All Rights reserved. Reproduction in whole or in part in any form or medium without express written permission of Express Publishing Inc. is prohibited. 


Friday, July 9, 2004

Sports

The write stuff

Ketchum softball scribe Vicky Graves knows the score


By JODY ZARKOS
Express Staff Writer

It is so easy to typecast people. Make them one-dimensional to fit into the roles we assign to them in our minds.

Vicky Graves

Vicky Graves explodes all the preconceived ideas you might have about her. You probably know her the longtime softball scorekeeper at Atkinson Park. Few outside the confines of the West Ketchum Coliseum have any notion that beneath the genial exterior lurks a rabid, die-hard Packers fan that lives and dies with each Brett Favre completion.

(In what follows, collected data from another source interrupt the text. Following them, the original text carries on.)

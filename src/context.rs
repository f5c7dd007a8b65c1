use crate::outcome_log::OutcomeLog;
use crate::types::AttemptOutcome;
use std::fmt;
use std::sync::atomic::{AtomicUsize, Ordering};
use std::time::Duration;
use tokio_util::sync::CancellationToken;
use uuid::Uuid;

// ============================================================================
// Pacer
// ============================================================================

#[derive(Debug, Clone, Copy, PartialEq, Eq)]
pub enum PauseKind {
    /// Between two attempts for the same recipient.
    Backoff,
    /// Between two consecutive batches.
    Batch,
}

impl fmt::Display for PauseKind {
    fn fmt(&self, f: &mut fmt::Formatter<'_>) -> fmt::Result {
        match self {
            Self::Backoff => write!(f, "backoff"),
            Self::Batch => write!(f, "batch"),
        }
    }
}

/// Performs the blocking waits of a run.
///
/// Returns `false` if the wait was cut short by cancellation.
#[allow(async_fn_in_trait)]
pub trait Pacer: Send + Sync {
    async fn pause(
        &self,
        kind: PauseKind,
        duration: Duration,
        cancel: &CancellationToken,
    ) -> bool;
}

/// Sleeps on the tokio timer.
#[derive(Debug, Default, Clone, Copy)]
pub struct TokioPacer;

impl Pacer for TokioPacer {
    async fn pause(
        &self,
        kind: PauseKind,
        duration: Duration,
        cancel: &CancellationToken,
    ) -> bool {
        tracing::debug!(kind = %kind, ?duration, "Pausing");
        tokio::select! {
            _ = cancel.cancelled() => false,
            _ = tokio::time::sleep(duration) => true,
        }
    }
}

// ============================================================================
// RunContext
// ============================================================================

/// Everything a single dispatch run shares: the outcome log, the pacer and
/// the cancellation token. Build one per run.
pub struct RunContext<L, P> {
    run_id: Uuid,
    log: L,
    pacer: P,
    cancel: CancellationToken,
    log_failures: AtomicUsize,
}

impl<L: OutcomeLog, P: Pacer> RunContext<L, P> {
    pub fn new(log: L, pacer: P) -> Self {
        Self::with_cancellation(log, pacer, CancellationToken::new())
    }

    pub fn with_cancellation(log: L, pacer: P, cancel: CancellationToken) -> Self {
        Self {
            run_id: Uuid::new_v4(),
            log,
            pacer,
            cancel,
            log_failures: AtomicUsize::new(0),
        }
    }

    pub fn run_id(&self) -> Uuid {
        self.run_id
    }

    pub fn log(&self) -> &L {
        &self.log
    }

    pub fn pacer(&self) -> &P {
        &self.pacer
    }

    pub fn cancel_token(&self) -> &CancellationToken {
        &self.cancel
    }

    pub fn is_cancelled(&self) -> bool {
        self.cancel.is_cancelled()
    }

    /// Append the outcome to the log.
    ///
    /// Returns `false` if the append failed; the failure is counted and the
    /// run carries on.
    pub(crate) async fn record(&self, outcome: &AttemptOutcome) -> bool {
        match self.log.append(outcome).await {
            Ok(()) => true,
            Err(e) => {
                self.log_failures.fetch_add(1, Ordering::Relaxed);
                tracing::error!(
                    recipient = %outcome.recipient,
                    status = %outcome.status,
                    error = %format!("{:#}", e),
                    "Failed to append outcome to log"
                );
                false
            }
        }
    }

    pub fn log_failures(&self) -> usize {
        self.log_failures.load(Ordering::Relaxed)
    }
}

// ============================================================================
// Test utilities: RecordingPacer
// ============================================================================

The 75-year old Graves is a third-generation Idahoan. Born and raised in Pocatello, her father worked for the Union Pacific Railroad. The two Graves girls, Vicky and Cathy, were taught to hunt and fish as soon as they were big enough to tote the gear.

"I was fly fishing before fly fishing was cool," Graves remarked.

Vicky grew so proficient with a shotgun that in 1965 she won the Idaho Trap Shooting championship. She still hunts and fishes and cites fall as her favorite season, just like another famous outdoorsman from the Ketchum area.

Her first trip to the Wood River Valley was with the Pocatello High School band as a saxophone and bassoon player. The group performed at the Sun Valley rodeo.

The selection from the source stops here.